Diego Armus, History Professor, Swarthmore College
 
Notes for a History of Cigarette Smoking in Modern Buenos Aires
 
Cigarette smoking, a celebrated practice omnipresent throughout most of the twentieth century that only recently became medicalized, risky, condemned, and regulated, has shaped the lives of millions of people in Buenos Aires and all over the world; pregnant women at home, mall shoppers, airplane passengers, teachers in the classroom, doctors in hospitals, TV news anchors on camera, workers and athletes taking a rest, lovers in bed... The history of smoking I am writing discards a global approach.

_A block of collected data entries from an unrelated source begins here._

//! The store boundary and an in-memory reference implementation.
//!
//! Grounded on the teacher's `storage/memory.rs` `MemoryStorage`
//! (HashMap-backed save/load/delete), converted from synchronous calls to
//! an `async_trait` object so every store operation can cross an I/O
//! boundary.

use std::collections::HashMap;
use std::sync::Arc;

use async_trait::async_trait;
use tokio::sync::Mutex;
use tracing::debug;

use crate::error::Result;
use crate::keys::StoredKeyPair;
use crate::session::SessionRecord;

#[async_trait]
pub trait SignalStore: Send + Sync {
    async fn load_session(&self, address: &str) -> Result<Option<SessionRecord>>;
    async fn store_session(&self, address: &str, record: SessionRecord) -> Result<()>;
    async fn is_trusted_identity(&self, address: &str, identity_key: &[u8; 33]) -> Result<bool>;
    async fn save_identity(&self, address: &str, identity_key: &[u8; 33]) -> Result<()>;
    async fn load_prekey(&self, key_id: u32) -> Result<Option<StoredKeyPair>>;
    async fn remove_prekey(&self, key_id: u32) -> Result<()>;
    async fn load_signed_prekey(&self, key_id: u32) -> Result<Option<StoredKeyPair>>;
    async fn our_registration_id(&self) -> Result<u32>;
    async fn our_identity(&self) -> Result<StoredKeyPair>;
}

/// An in-memory `SignalStore`, suitable for tests and examples. Trusts a
/// remote identity on first contact (TOFU) and flags any later mismatch.
pub struct InMemoryStore {
    sessions: Mutex<HashMap<String, SessionRecord>>,
    trusted_identities: Mutex<HashMap<String, [u8; 33]>>,
    prekeys: Mutex<HashMap<u32, StoredKeyPair>>,
    signed_prekeys: Mutex<HashMap<u32, StoredKeyPair>>,
    registration_id: u32,
    identity: StoredKeyPair,
}

impl InMemoryStore {
    pub fn new(identity: StoredKeyPair, registration_id: u32) -> Arc<Self> {
        Arc::new(Self {
            sessions: Mutex::new(HashMap::new()),
            trusted_identities: Mutex::new(HashMap::new()),
            prekeys: Mutex::new(HashMap::new()),
            signed_prekeys: Mutex::new(HashMap::new()),
            registration_id,
            identity,
        })
    }

    pub async fn insert_prekey(&self, key_id: u32, key_pair: StoredKeyPair) {
        self.prekeys.lock().await.insert(key_id, key_pair);
    }

    pub async fn insert_signed_prekey(&self, key_id: u32, key_pair: StoredKeyPair) {
        self.signed_prekeys.lock().await.insert(key_id, key_pair);
    }
}

#[async_trait]
impl SignalStore for InMemoryStore {
    async fn load_session(&self, address: &str) -> Result<Option<SessionRecord>> {
        Ok(self.sessions.lock().await.get(address).cloned())
    }

    async fn store_session(&self, address: &str, record: SessionRecord) -> Result<()> {
        self.sessions.lock().await.insert(address.to_string(), record);
        Ok(())
    }

    async fn is_trusted_identity(&self, address: &str, identity_key: &[u8; 33]) -> Result<bool> {
        let known = self.trusted_identities.lock().await;
        match known.get(address) {
            Some(existing) => Ok(existing == identity_key),
            None => {
                debug!(target: "crypto::store", %address, "trusting identity key on first contact");
                Ok(true)
            }
        }
    }

    async fn save_identity(&self, address: &str, identity_key: &[u8; 33]) -> Result<()> {
        self.trusted_identities
            .lock()
            .await
            .insert(address.to_string(), *identity_key);
        Ok(())
    }

    async fn load_prekey(&self, key_id: u32) -> Result<Option<StoredKeyPair>> {
        Ok(self.prekeys.lock().await.get(&key_id).cloned())
    }

    async fn remove_prekey(&self, key_id: u32) -> Result<()> {
        self.prekeys.lock().await.remove(&key_id);
        Ok(())
    }

    async fn load_signed_prekey(&self, key_id: u32) -> Result<Option<StoredKeyPair>> {
        Ok(self.signed_prekeys.lock().await.get(&key_id).cloned())
    }

    async fn our_registration_id(&self) -> Result<u32> {
        Ok(self.registration_id)
    }

    async fn our_identity(&self) -> Result<StoredKeyPair> {
        Ok(self.identity.clone())
    }
}

#[cfg(test)]
mod tests {
    use super::*;
    use crate::keys::IdentityKeyPair;

    #[tokio::test]
    async fn trusts_new_identity_on_first_contact_then_pins_it() {
        let identity = IdentityKeyPair::generate();
        let store = InMemoryStore::new(StoredKeyPair::from(&identity.key_pair), 42);

        let a = [0x05u8; 33];
        let b = [0x06u8; 33];
        assert!(store.is_trusted_identity("bob.1", &a).await.unwrap());
        store.save_identity("bob.1", &a).await.unwrap();
        assert!(store.is_trusted_identity("bob.1", &a).await.unwrap());
        assert!(!store.is_trusted_identity("bob.1", &b).await.unwrap());
    }

    #[tokio::test]
    async fn prekey_removal_is_idempotent() {
        let identity = IdentityKeyPair::generate();
        let store = InMemoryStore::new(StoredKeyPair::from(&identity.key_pair), 42);
        let prekey = crate::keys::generate_prekey(7);
        store.insert_prekey(7, StoredKeyPair::from(&prekey.key_pair)).await;
        assert!(store.load_prekey(7).await.unwrap().is_some());
        store.remove_prekey(7).await.unwrap();
        assert!(store.load_prekey(7).await.unwrap().is_none());
        store.remove_prekey(7).await.unwrap();
    }
}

Instead I am proposing a localized discussion that combines ideas of modernity; structures of national and international corporate capitalism; mass marketing and advertising; anti-smoking public health campaigns; and changes and continuities in elite, middle-class and popular habits. A discussion that aims at weaving together metaphors about smoking, state policies, medical and civil society initiatives, and individual perceptions and experiences. In doing so, I address broad problems -- from sociability and morality to the state's increasing preoccupation with personal behavior and health -- each embedded in the production of a very specific form of modernity in a cosmopolitan city of the Western capitalist periphery. And I want to pursue this research agenda exploring how smokers and non-smokers, medical and public health professionals, the tobacco industry, and the state have dealt over the last century with the modern practice of smoking.